Take a book — EVERYWHERE
Just as I won’t leave the house without my phone, wallet, and keys, I won’t leave without a book. I subscribe to a few email lists that send out the Kindle daily deals, so I can always have cheap e-books stocked — plus, the library is my best friend. We go multiple times a week to play with the train table and read children’s books anyway, so I request adult books to be held for me at the checkout desk so I don’t have to risk losing a toddler while browsing the adult stacks. I also have zero qualms about reading print books while my son plays at the park or builds with blocks. I don’t like to use my phone non-stop in front of him (even if I’m reading a book!), but I actually think it’s great to model reading behavior with print books.
Read multiple books at a time
I’m reading at least three books at any given time (a print book, an e-book, and a non-fiction book). My mind used to boggle at folks who could read multiple books simultaneously, but now I get it. I can’t let logistics stand in the way of my reading. If I need to keep one eye on my child at the park, I read a print copy. When I need to read an e-book on my phone while sitting in the car waiting out a nap, I always have one handy. If I only have a few minutes or don’t want to be sucked into a really compelling plot while my son plays, I turn to a work of non-fiction.
Replace social media and television with reading
Can I admit that this one was the hardest one for me to start? I stopped scrolling Facebook (ever) and just check my notifications three times a day. I only check Instagram once a day as part of my evening wind down. We just cancelled all of our television streaming services because I had gotten so used to picking TV over reading. Do I feel a bit less connected to the world? Truthfully, yes. But I also find that sort of freeing. I read the real news over breakfast, and the sensationalized social media-fueled news that was bringing me down is a thing of the past.
Always have a to-be-read list
Previously, I would hear about interesting books and either read them immediately or not at all. I’m not sure WHY it took me so long to sign up for Goodreads, but it’s changed my reading. (And it’s free!) Now I add books whenever I hear about them, and I have a never-ending list of books to request from the library or hunt down at stores or online.
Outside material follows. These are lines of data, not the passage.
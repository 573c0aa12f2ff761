//! Validation run configuration
//!
//! Surfaces every knob the evaluation harness accepts, with the defaults
//! the upstream SWE-bench CLI documents. Callers usually start from
//! `Default` and override a field or two.

use clap::ValueEnum;
use serde::{Deserialize, Serialize};
use std::path::PathBuf;

/// Docker image cache retention level understood by the harness.
#[derive(Debug, Clone, Copy, PartialEq, Eq, Serialize, Deserialize, ValueEnum, Default)]
#[serde(rename_all = "snake_case")]
pub enum CacheLevel {
    None,
    Base,
    #[default]
    Env,
    Instance,
}

impl CacheLevel {
    pub fn as_str(&self) -> &'static str {
        match self {
            CacheLevel::None => "none",
            CacheLevel::Base => "base",
            CacheLevel::Env => "env",
            CacheLevel::Instance => "instance",
        }
    }
}

/// Configuration for one validation run.
#[derive(Debug, Clone, Serialize, Deserialize)]
pub struct ValidatorConfig {
    /// Timeout (seconds) for each instance test run inside the harness.
    pub timeout_secs: u64,
    /// Maximum parallel workers for harness execution.
    pub max_workers: usize,
    /// Harness cache level for Docker images.
    pub cache_level: CacheLevel,
    /// Remove images above the cache level after the run.
    pub clean: bool,
    /// Force rebuild all images (disables cache reuse).
    pub force_rebuild: bool,
    /// Docker namespace; `None` disables namespacing.
    pub namespace: Option<String>,
    /// Tag used for instance images built by the harness.
    pub instance_image_tag: String,
    /// File descriptor limit for the harness (Linux only).
    pub open_file_limit: u64,
    /// Run identifier; a timestamped value is derived when absent.
    pub run_id: Option<String>,
    /// Directory where dataset/prediction files and the run report land.
    pub workdir: PathBuf,
    /// Root of the harness's per-instance evaluation logs.
    pub log_dir: PathBuf,
}

impl Default for ValidatorConfig {
    fn default() -> Self {
        Self {
            timeout_secs: 1200,
            max_workers: 2,
            cache_level: CacheLevel::default(),
            clean: false,
            force_rebuild: false,
            namespace: Some("swebench".to_string()),
            instance_image_tag: "latest".to_string(),
            open_file_limit: 4096,
            run_id: None,
            workdir: PathBuf::from(".swe-bench-validator"),
            log_dir: PathBuf::from("logs/run_evaluation"),
        }
    }
}

#[cfg(test)]
mod tests {
    use super::*;

    #[test]
    fn test_config_defaults() {
        let config = ValidatorConfig::default();
        assert_eq!(config.timeout_secs, 1200);
        assert_eq!(config.max_workers, 2);
        assert_eq!(config.cache_level, CacheLevel::Env);
        assert!(!config.clean);
        assert!(!config.force_rebuild);
        assert_eq!(config.namespace.as_deref(), Some("swebench"));
        assert_eq!(config.instance_image_tag, "latest");
        assert_eq!(config.open_file_limit, 4096);
        assert!(config.run_id.is_none());
        assert_eq!(config.workdir, PathBuf::from(".swe-bench-validator"));
    }

    #[test]
    fn test_cache_level_serialization() {
        let json = serde_json::to_string(&CacheLevel::Env).unwrap();
        assert_eq!(json, r#""env""#);

        let deserialized: CacheLevel = serde_json::from_str(r#""instance""#).unwrap();
        assert_eq!(deserialized, CacheLevel::Instance);
        assert_eq!(deserialized.as_str(), "instance");
    }
}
I gave myself permission to quit a book I didn’t love
Prior to my son being born, I finished every book I started — even if I hated it. It seemed like the responsible thing to do. Now that my reading time is more limited, I ruthlessly quit reading books partway through. Have I probably missed out on some good reads prematurely? Sure. However, I regret nothing. I am squeezing out time to read wherever I can find it, so every minute counts.